Given information below:

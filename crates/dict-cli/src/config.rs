//! Configuration loading for the `dict` tool.
//!
//! Leading configuration flags are handed to `ortho_config`; the first token
//! that is not one of them starts the lookup command parsed by clap.

use std::ffi::{OsStr, OsString};

use dict_config::Config;
use ortho_config::OrthoConfig;

use crate::{AppError, CONFIG_CLI_FLAGS};

pub(crate) trait ConfigLoader {
    /// Loads configuration for the CLI.
    ///
    /// Configuration flags must precede the lookup command; later ones are
    /// parsed as command arguments and rejected there.
    fn load(&self, args: &[OsString]) -> Result<Config, AppError>;
}

pub(crate) struct OrthoConfigLoader;

impl ConfigLoader for OrthoConfigLoader {
    fn load(&self, args: &[OsString]) -> Result<Config, AppError> {
        Config::load_from_iter(args.iter().cloned()).map_err(AppError::LoadConfiguration)
    }
}

#[derive(Debug, Clone, Copy, PartialEq, Eq)]
enum FlagAction {
    Include { needs_value: bool },
    Stop,
}

fn classify(argument: &OsStr) -> FlagAction {
    let text = argument.to_string_lossy();
    if !text.starts_with("--") {
        return FlagAction::Stop;
    }
    let (flag, has_inline_value) = match text.split_once('=') {
        Some((flag, _)) => (flag, true),
        None => (text.as_ref(), false),
    };
    if CONFIG_CLI_FLAGS.contains(&flag) {
        FlagAction::Include {
            needs_value: !has_inline_value,
        }
    } else {
        FlagAction::Stop
    }
}

/// Arguments partitioned between the configuration loader and clap.
#[derive(Debug, Default, PartialEq, Eq)]
pub(crate) struct ConfigArgumentSplit {
    pub(crate) config_arguments: Vec<OsString>,
    pub(crate) command_arguments: Vec<OsString>,
}

/// Splits `args` (program name first) into configuration and command parts.
///
/// Both parts keep the program name so each parser sees a full argv.
pub(crate) fn split_config_arguments(args: &[OsString]) -> ConfigArgumentSplit {
    let Some((program, rest)) = args.split_first() else {
        return ConfigArgumentSplit::default();
    };

    let mut config_arguments = vec![program.clone()];
    let mut remaining = rest.iter().peekable();
    while let Some(argument) = remaining.peek() {
        let FlagAction::Include { needs_value } = classify(argument) else {
            break;
        };
        config_arguments.extend(remaining.next().cloned());
        if needs_value {
            config_arguments.extend(remaining.next().cloned());
        }
    }

    let mut command_arguments = vec![program.clone()];
    command_arguments.extend(remaining.cloned());
    ConfigArgumentSplit {
        config_arguments,
        command_arguments,
    }
}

End of Given information.

-- Required work --
What do the lines above say from the one containing "pub(crate) fn split_config_arguments(args: &[OsString])" down to the one containing "let mut remaining"? Return them exactly, both end lines included, and only them.

-- Written solution --
pub(crate) fn split_config_arguments(args: &[OsString]) -> ConfigArgumentSplit {
    let Some((program, rest)) = args.split_first() else {
        return ConfigArgumentSplit::default();
    };

    let mut config_arguments = vec![program.clone()];
    let mut remaining = rest.iter().peekable();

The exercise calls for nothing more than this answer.